机の上には、俺が頼んだ『深淵を覗くとき』が、そのまま置かれている。

「……太郎、お前、この本、持っていかなかったのか?」

「ん?ああ、持っていこうと思ったんだけどさ」

太郎がスマホを見せてくる。

『あみより:佐伯くんの本、すごく面白かった!もう読み終わったから、明日返すね!』

「吉村さんから、お前にLINE来てたから、『もう読み終わったなら、本は持っていかなくていいか』って思って、そのままにしといた。俺って、気が利くだろ?」

太郎は、得意げに胸を張る。

……こいつ……!

俺の作戦は、こうだったはずだ。

【俺の計画】
1. 太郎が本を持っていく
2. あみさん「本がない!読みたかったのに!」(ロス発動)
3. 俺「見つけたよ!」(ゲイン発動、好感度爆上がり)

【現実】
1. 太郎が本を持っていかなかった
2. あみさん「もう読み終わったよ」(ロスもゲインも何もなし)
3. 俺「……」(計画崩壊)

いらないところで、気を利かせやがって……!

俺の完璧な計画は、ルームメイトの余計な親切心によって、根底から覆されていたのだ。

「そういえば、賢司」

俺が怒りに震えていると、太郎が思い出したように言った。

「さっき、吉村さんって子から電話あったぞ。『貸してもらった本、すごく面白かったから、ぜひ感想を話したい』ってさ。あと、『佐伯くん、もしかして忘れっぽい?』とも言ってたな」

「……」

時が、再び止まった。

あみさんからの、伝言。

それは、俺にとって、あまりにも残酷な、死の宣告だった。

ゲインロス効果、完全なる失敗。

俺が狙っていたのは、こうだ。

【理想】
- ゲイン(本を貸す)→ロス(本がない!)→ゲイン(見つけた!)=好感度爆上がり!

【現実】
- ゲイン(本を貸した)→何もなし→ロス(高梨に嫉妬して逃げた)=好感度ダダ下がり!
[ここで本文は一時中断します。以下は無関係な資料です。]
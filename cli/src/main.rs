use cli::cli::{Cli, CliSettings};
use structopt::StructOpt;
use utils::xzmq::SocketContext;

fn main() {
    let settings = utils::config::get_config_from_env::<CliSettings>().expect("Failed to load settings.");

    let context = SocketContext::new();
    let socket = context.create_request(&settings.treasury_cli_resp_address);

    Cli::from_args().execute(socket).process_response();
}
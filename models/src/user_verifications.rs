use crate::schema::user_verifications;

use diesel::prelude::*;
use diesel::result::Error as DieselError;
use serde::{Deserialize, Serialize};
use uuid::Uuid;

#[derive(Queryable, Identifiable, Insertable, Debug, Clone, Serialize, Deserialize)]
#[table_name = "user_verifications"]
pub struct UserVerification {
    pub id: Uuid,
    pub uid: i32,
    pub verifier_id: Uuid,
    pub verification_type: String,
    pub zk_proof_hash: Option<String>,
    pub midnight_proof_tx: Option<String>,
    pub status: String,
    pub metadata: Option<serde_json::Value>,
    pub verified_at: Option<i64>,
    pub expires_at: Option<i64>,
    pub created_at: i64,
}

impl UserVerification {
    pub fn get_by_uid(conn: &diesel::PgConnection, uid: i32) -> Result<Vec<Self>, DieselError> {
        user_verifications::dsl::user_verifications
            .filter(user_verifications::uid.eq(uid))
            .order(user_verifications::created_at.desc())
            .load(conn)
    }

    pub fn insert(&self, conn: &diesel::PgConnection) -> Result<Uuid, DieselError> {
        diesel::insert_into(user_verifications::table)
            .values(self)
            .returning(user_verifications::id)
            .get_result(conn)
    }
}
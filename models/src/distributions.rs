use crate::schema::distributions;

use bigdecimal::BigDecimal;
use diesel::dsl::sum;
use diesel::prelude::*;
use diesel::result::Error as DieselError;
use serde::{Deserialize, Serialize};
use uuid::Uuid;

#[derive(Queryable, Identifiable, Insertable, Debug, Clone, Serialize, Deserialize)]
#[table_name = "distributions"]
pub struct Distribution {
    pub id: Uuid,
    pub aid_request_id: Uuid,
    pub distributor_uid: i32,
    pub recipient_uid: i32,
    pub amount: BigDecimal,
    pub token_contract_address: Option<String>,
    pub midnight_tx_hash: Option<String>,
    pub shielded_memo: Option<String>,
    pub status: String,
    pub distributed_at: Option<i64>,
    pub created_at: i64,
}

impl Distribution {
    pub fn get_by_uid(conn: &diesel::PgConnection, uid: i32) -> Result<Vec<Self>, DieselError> {
        let owning = distributions::distributor_uid
            .eq(uid)
            .or(distributions::recipient_uid.eq(uid));
        distributions::dsl::distributions
            .filter(owning)
            .order(distributions::created_at.desc())
            .load(conn)
    }

    pub fn count(conn: &diesel::PgConnection) -> Result<i64, DieselError> {
        distributions::dsl::distributions.count().get_result(conn)
    }

    pub fn total_amount(conn: &diesel::PgConnection) -> Result<Option<BigDecimal>, DieselError> {
        distributions::dsl::distributions
            .select(sum(distributions::amount))
            .get_result(conn)
    }

    pub fn insert(&self, conn: &diesel::PgConnection) -> Result<Uuid, DieselError> {
        diesel::insert_into(distributions::table)
            .values(self)
            .returning(distributions::id)
            .get_result(conn)
    }
}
結果として、俺は彼女に「知的な男」という印象を与えることに失敗し、ただただ「忘れっぽくて、頼りなくて、変な男」という印象だけを、強烈に与えてしまったのだった。

【ゲインロス効果作戦:大失敗】
【原因:太郎の余計な気遣い+高梨の登場+賢司の嫉妬暴走】
【結論:人の心は思い通りにならない。計画が複雑すぎる。もっとシンプルに行け】

ココロダイブの通知が、俺の傷口に、さらに塩を塗り込んでくる。

だが、俺の心には、絶望と共に、新たな炎が燃え上がっていた。

(高梨……悠……!)

あの爽やかイケメン。

あいつさえいなければ。

俺の嫉妬の炎は、メラメラと燃え盛る。

(見てろよ……次は、絶対に負けない……!)

新たなライバルの出現と、ルームメイトのせいで台無しになった作戦。

俺の戦いは、ますます混迷を深めていく。

だが、それでこそ、だ。

それでこそ、俺の研究対象として、不足はない。

俺は、次なる心理学テクニックに、思いを馳せるのだった。

その時、手の中のスマホが、再びブルリと震えた。

【緊急通知】
【対象:高梨 悠と吉村 あみの適合率を算出中……】
【……算出完了】
【適合率:99%】

「うそ……だろ……?」

俺の絶望は、まだ始まったばかりだった。